===== Exercise input =====
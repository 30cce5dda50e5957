pub mod ballot;
pub mod common;
pub mod location;
pub mod results;
pub mod vote;

pub use ballot::*;
pub use common::*;
pub use location::*;
pub use results::*;
pub use vote::*;
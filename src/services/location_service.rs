use crate::entities::location_entity as locations;
use crate::error::AppResult;
use crate::models::LocationResponse;
use crate::services::find_active_event;
use sea_orm::{ColumnTrait, DatabaseConnection, EntityTrait, QueryFilter, QueryOrder};

#[derive(Clone)]
pub struct LocationService {
    pool: DatabaseConnection,
    require_active_event: bool,
}

impl LocationService {
    pub fn new(pool: DatabaseConnection, require_active_event: bool) -> Self {
        Self {
            pool,
            require_active_event,
        }
    }

    /// 获取可投票地点（按 id 升序）
    /// 启用轮次限定时只返回当前活动轮次的地点，无活动轮次返回空列表
    pub async fn list_locations(&self) -> AppResult<Vec<LocationResponse>> {
        let mut query = locations::Entity::find().order_by_asc(locations::Column::Id);

        if self.require_active_event {
            let Some(event) = find_active_event(&self.pool).await? else {
                return Ok(Vec::new());
            };
            query = query.filter(locations::Column::EventId.eq(event.id));
        }

        let list = query.all(&self.pool).await?;
        Ok(list.into_iter().map(Into::into).collect())
    }
}
use serde::{Deserialize, Serialize};
use utoipa::ToSchema;

/// 统一错误响应体
#[derive(Debug, Serialize, Deserialize, ToSchema)]
pub struct ApiError {
    pub ok: bool,
    #[schema(example = "access denied")]
    pub error: String,
}
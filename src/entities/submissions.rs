use chrono::{DateTime, Utc};
use sea_orm::entity::prelude::*;
use serde::{Deserialize, Serialize};

/// 一次完整的投票行为
/// 说明:
/// - submission_token 为随机不透明标识，仅作为不可猜测的行身份，不返回给客户端
/// - 创建后不可修改
#[derive(Clone, Debug, PartialEq, DeriveEntityModel, Eq, Serialize, Deserialize)]
#[sea_orm(table_name = "submissions")]
pub struct Model {
    #[sea_orm(primary_key)]
    pub id: i32,
    /// 所属投票轮次 (未启用轮次限定时为空)
    pub event_id: Option<i32>,
    #[sea_orm(unique)]
    #[serde(skip_serializing)]
    pub submission_token: String,
    pub submitted_at: DateTime<Utc>,
}

#[derive(Copy, Clone, Debug, EnumIter, DeriveRelation)]
pub enum Relation {
    #[sea_orm(has_many = "super::votes::Entity")]
    Votes,
}

impl Related<super::votes::Entity> for Entity {
    fn to() -> RelationDef {
        Relation::Votes.def()
    }
}

impl ActiveModelBehavior for ActiveModel {}
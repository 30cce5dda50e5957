use sea_orm::entity::prelude::*;
use serde::{Deserialize, Serialize};

/// 可投票地点 (场地 + 艺术家)
/// - weight: 权重系数 (>= 0)，是否参与计分由配置决定
/// - event_id: 所属投票轮次，可为空 (未分配轮次)
#[derive(Clone, Debug, PartialEq, DeriveEntityModel, Serialize, Deserialize)]
#[sea_orm(table_name = "locations")]
pub struct Model {
    #[sea_orm(primary_key)]
    pub id: i32,
    pub name: String,
    pub artist: String,
    #[sea_orm(column_type = "Double")]
    pub weight: f64,
    pub event_id: Option<i32>,
}

#[derive(Copy, Clone, Debug, EnumIter, DeriveRelation)]
pub enum Relation {
    #[sea_orm(
        belongs_to = "super::events::Entity",
        from = "Column::EventId",
        to = "super::events::Column::Id",
        on_update = "NoAction",
        on_delete = "SetNull"
    )]
    Event,
    #[sea_orm(has_many = "super::votes::Entity")]
    Votes,
}

impl Related<super::events::Entity> for Entity {
    fn to() -> RelationDef {
        Relation::Event.def()
    }
}

impl Related<super::votes::Entity> for Entity {
    fn to() -> RelationDef {
        Relation::Votes.def()
    }
}

impl ActiveModelBehavior for ActiveModel {}
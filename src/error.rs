use actix_web::http::StatusCode;
use actix_web::{HttpResponse, ResponseError};
use serde_json::json;
use thiserror::Error;

pub type AppResult<T> = Result<T, AppError>;

#[derive(Error, Debug)]
pub enum AppError {
    #[error("Select 1, 2 or 3 locations")]
    InvalidCount,

    #[error("Locations must be unique")]
    DuplicateLocation,

    #[error("Points must be {0}, each used exactly once")]
    InvalidPointAssignment(&'static str),

    #[error("Unknown location: {0}")]
    UnknownLocation(i32),

    #[error("Malformed request: {0}")]
    MalformedRequest(String),

    #[error("access denied")]
    AccessDenied,

    #[error("No active event")]
    NoActiveEvent,

    #[error("{0}")]
    StorageWriteFailure(String),

    #[error("{0}")]
    DatabaseError(#[from] sea_orm::DbErr),

    #[error("Config error: {0}")]
    ConfigError(String),
}

impl AppError {
    /// 是否为客户端提交内容导致的校验错误
    pub fn is_validation(&self) -> bool {
        matches!(
            self,
            AppError::InvalidCount
                | AppError::DuplicateLocation
                | AppError::InvalidPointAssignment(_)
                | AppError::UnknownLocation(_)
        )
    }
}

impl ResponseError for AppError {
    fn status_code(&self) -> StatusCode {
        match self {
            AppError::InvalidCount
            | AppError::DuplicateLocation
            | AppError::InvalidPointAssignment(_)
            | AppError::UnknownLocation(_)
            | AppError::MalformedRequest(_) => StatusCode::BAD_REQUEST,
            AppError::AccessDenied => StatusCode::UNAUTHORIZED,
            _ => StatusCode::INTERNAL_SERVER_ERROR,
        }
    }

    fn error_response(&self) -> HttpResponse {
        let message = self.to_string();
        match self {
            e if e.is_validation() => log::warn!("Rejected submission: {message}"),
            AppError::MalformedRequest(_) => log::warn!("{message}"),
            AppError::AccessDenied => log::warn!("Results access denied"),
            AppError::ConfigError(_) => log::error!("{message}"),
            _ => log::error!("Request failed: {message}"),
        }

        HttpResponse::build(self.status_code()).json(json!({
            "ok": false,
            "error": message
        }))
    }
}
use crate::entities::{
    event_entity as events, location_entity as locations, submission_entity as submissions,
    vote_entity as votes,
};
use crate::error::{AppError, AppResult};
use crate::models::{SelectionInput, ValidatedSelection};
use crate::utils::generate_submission_token;
use chrono::Utc;
use sea_orm::{
    ActiveModelTrait, ColumnTrait, ConnectionTrait, DatabaseConnection, EntityTrait, QueryFilter,
    QueryOrder, Set, TransactionTrait,
};
use std::collections::HashSet;

/// 每种选择数量对应的标准分值集合 (升序) 及其提示文本
pub fn canonical_points(count: usize) -> Option<(&'static [i32], &'static str)> {
    match count {
        1 => Some((&[3], "3")),
        2 => Some((&[2, 3], "3 and 2")),
        3 => Some((&[1, 2, 3], "3, 2 and 1")),
        _ => None,
    }
}

/// 校验一次投票的选择列表
///
/// 顺序: 数量 → 地点唯一 → 分值集合，遇到第一个错误即返回。
/// 通过后返回原顺序的选择，comment 去除首尾空白，空白评论变为 None。
pub fn validate_selections(selections: &[SelectionInput]) -> AppResult<Vec<ValidatedSelection>> {
    let (expected, label) = canonical_points(selections.len()).ok_or(AppError::InvalidCount)?;

    let mut seen = HashSet::with_capacity(selections.len());
    if !selections.iter().all(|s| seen.insert(s.location_id)) {
        return Err(AppError::DuplicateLocation);
    }

    let mut points: Vec<i32> = selections.iter().map(|s| s.points).collect();
    points.sort_unstable();
    if points != expected {
        return Err(AppError::InvalidPointAssignment(label));
    }

    Ok(selections
        .iter()
        .map(|s| ValidatedSelection {
            location_id: s.location_id,
            points: s.points,
            comment: normalize_comment(s.comment.as_deref()),
        })
        .collect())
}

/// 去除首尾空白，空串视为无评论
pub fn normalize_comment(comment: Option<&str>) -> Option<String> {
    comment
        .map(str::trim)
        .filter(|c| !c.is_empty())
        .map(str::to_string)
}

#[derive(Clone)]
pub struct VoteService {
    pool: DatabaseConnection,
    require_active_event: bool,
}

impl VoteService {
    pub fn new(pool: DatabaseConnection, require_active_event: bool) -> Self {
        Self {
            pool,
            require_active_event,
        }
    }

    /// 提交投票:
    /// 1. 校验选择列表
    /// 2. 解析当前活动轮次 (启用轮次限定时必须存在)
    /// 3. 校验所选地点存在且属于该轮次
    /// 4. 同一事务内写入 submission 与全部 vote
    ///
    /// 返回新建的 submission id
    pub async fn submit(&self, selections: &[SelectionInput]) -> AppResult<i32> {
        let validated = validate_selections(selections)?;

        let event_id = if self.require_active_event {
            let event = find_active_event(&self.pool)
                .await?
                .ok_or(AppError::NoActiveEvent)?;
            Some(event.id)
        } else {
            None
        };

        self.ensure_locations(&validated, event_id).await?;

        let submission_id = self
            .persist(event_id, &validated)
            .await
            .map_err(|e| AppError::StorageWriteFailure(e.to_string()))?;

        log::info!(
            "Stored submission {} with {} vote(s) (event: {:?})",
            submission_id,
            validated.len(),
            event_id
        );
        Ok(submission_id)
    }

    async fn ensure_locations(
        &self,
        selections: &[ValidatedSelection],
        event_id: Option<i32>,
    ) -> AppResult<()> {
        let ids: Vec<i32> = selections.iter().map(|s| s.location_id).collect();
        let mut query = locations::Entity::find().filter(locations::Column::Id.is_in(ids));
        if let Some(event_id) = event_id {
            query = query.filter(locations::Column::EventId.eq(event_id));
        }
        let known: HashSet<i32> = query
            .all(&self.pool)
            .await?
            .into_iter()
            .map(|l| l.id)
            .collect();

        match selections.iter().find(|s| !known.contains(&s.location_id)) {
            Some(missing) => Err(AppError::UnknownLocation(missing.location_id)),
            None => Ok(()),
        }
    }

    async fn persist(
        &self,
        event_id: Option<i32>,
        selections: &[ValidatedSelection],
    ) -> Result<i32, sea_orm::DbErr> {
        let txn = self.pool.begin().await?;

        let submission = submissions::ActiveModel {
            event_id: Set(event_id),
            submission_token: Set(generate_submission_token()),
            submitted_at: Set(Utc::now()),
            ..Default::default()
        }
        .insert(&txn)
        .await?;

        let rows = selections.iter().map(|s| votes::ActiveModel {
            submission_id: Set(submission.id),
            location_id: Set(s.location_id),
            points: Set(s.points),
            comment: Set(s.comment.clone()),
            ..Default::default()
        });
        votes::Entity::insert_many(rows).exec(&txn).await?;

        txn.commit().await?;
        Ok(submission.id)
    }
}

/// 当前活动轮次: active = true 中 id 最大的一条
pub async fn find_active_event<C>(db: &C) -> Result<Option<events::Model>, sea_orm::DbErr>
where
    C: ConnectionTrait,
{
    events::Entity::find()
        .filter(events::Column::Active.eq(true))
        .order_by_desc(events::Column::Id)
        .one(db)
        .await
}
=====
- **What you should do**
The required output is a copy of each line in the records where the string "DbErr" occurs.

- **Response for this exercise**
    DatabaseError(#[from] sea_orm::DbErr),
    ) -> Result<i32, sea_orm::DbErr> {
pub async fn find_active_event<C>(db: &C) -> Result<Option<events::Model>, sea_orm::DbErr>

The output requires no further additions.